EXERCISE DETAILS —
Please write out, exactly, every line of the listing from its first line through the one that includes "the engine is".

SUPPLIED RECORDS —
*** Block opens ***
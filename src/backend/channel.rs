//! Shared channel to the order engine.
//!
//! # Responsibilities
//! - Build the single channel from configured host/port
//! - Hand out cheap clones to concurrent callers
//! - Release the transport exactly once at shutdown
//!
//! The channel connects lazily: opening never fails because the engine is
//! down, the first call does instead.

use std::time::Duration;

use arc_swap::ArcSwapOption;
use serde::Serialize;
use tonic::transport::{Channel, Endpoint};

use crate::backend::BackendError;
use crate::config::BackendConfig;

/// Lifecycle state of the backend channel.
#[derive(Debug, Clone, Copy, PartialEq, Eq, Serialize)]
#[serde(rename_all = "lowercase")]
pub enum ChannelState {
    Open,
    Closed,
}

/// Process-wide handle to the order engine.
///
/// `tonic` channels multiplex concurrent calls over one HTTP/2 connection, so
/// every request clones the same inner channel. Once closed, no clone is
/// handed out again.
#[derive(Debug)]
pub struct BackendChannel {
    target: String,
    inner: ArcSwapOption<Channel>,
}

impl BackendChannel {
    /// Create the channel without waiting for the backend to accept connections.
    ///
    /// Must be called from within a Tokio runtime.
    pub fn open(config: &BackendConfig) -> Result<Self, BackendError> {
        let target = format!("{}:{}", config.host, config.port);
        let endpoint = Endpoint::from_shared(format!("http://{}", target))
            .map_err(|e| BackendError::InvalidEndpoint {
                endpoint: target.clone(),
                reason: e.to_string(),
            })?
            .connect_timeout(Duration::from_millis(config.connect_timeout_ms))
            .tcp_nodelay(true);

        let channel = endpoint.connect_lazy();

        tracing::info!(
            backend = %target,
            connect_timeout_ms = config.connect_timeout_ms,
            "Backend channel opened (lazy connect)"
        );

        Ok(Self {
            target,
            inner: ArcSwapOption::from_pointee(channel),
        })
    }

    /// `host:port` of the order engine.
    pub fn target(&self) -> &str {
        &self.target
    }

    pub fn state(&self) -> ChannelState {
        if self.inner.load().is_some() {
            ChannelState::Open
        } else {
            ChannelState::Closed
        }
    }

    /// Clone of the shared channel for one call.
    pub fn handle(&self) -> Result<Channel, BackendError> {
        self.inner
            .load_full()
            .map(|channel| channel.as_ref().clone())
            .ok_or(BackendError::ChannelClosed)
    }

    /// Release the channel. Returns `true` only for the call that closed it.
    ///
    /// Calls already in flight keep their clone and finish normally.
    pub fn close(&self) -> bool {
        match self.inner.swap(None) {
            Some(_) => {
                tracing::info!(backend = %self.target, "Backend channel closed");
                true
            }
            None => false,
        }
    }
}

impl Drop for BackendChannel {
    fn drop(&mut self) {
        self.close();
    }
}

#[cfg(test)]
mod tests {
    use super::*;

    fn config(host: &str, port: u16) -> BackendConfig {
        BackendConfig {
            host: host.to_string(),
            port,
            ..BackendConfig::default()
        }
    }

    #[tokio::test]
    async fn open_succeeds_without_reachable_backend() {
        // Nothing listens on port 1 locally; lazy connect must not care.
        let channel = BackendChannel::open(&config("127.0.0.1", 1)).unwrap();
        assert_eq!(channel.state(), ChannelState::Open);
        assert_eq!(channel.target(), "127.0.0.1:1");
        assert!(channel.handle().is_ok());
    }

    #[tokio::test]
    async fn close_is_idempotent() {
        let channel = BackendChannel::open(&config("localhost", 50051)).unwrap();
        assert!(channel.close());
        assert!(!channel.close());
        assert_eq!(channel.state(), ChannelState::Closed);
    }

    #[tokio::test]
    async fn no_handle_after_close() {
        let channel = BackendChannel::open(&config("localhost", 50051)).unwrap();
        channel.close();
        assert!(matches!(channel.handle(), Err(BackendError::ChannelClosed)));
    }

    #[tokio::test]
    async fn invalid_host_is_rejected() {
        let err = BackendChannel::open(&config("bad host", 50051)).unwrap_err();
        assert!(matches!(err, BackendError::InvalidEndpoint { .. }));
    }
}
*** Block closes ***
RESULT FOR THIS TASK —
filename src/backend/channel.rs
//! Shared channel to the order engine.
//!
//! # Responsibilities
//! - Build the single channel from configured host/port
//! - Hand out cheap clones to concurrent callers
//! - Release the transport exactly once at shutdown
//!
//! The channel connects lazily: opening never fails because the engine is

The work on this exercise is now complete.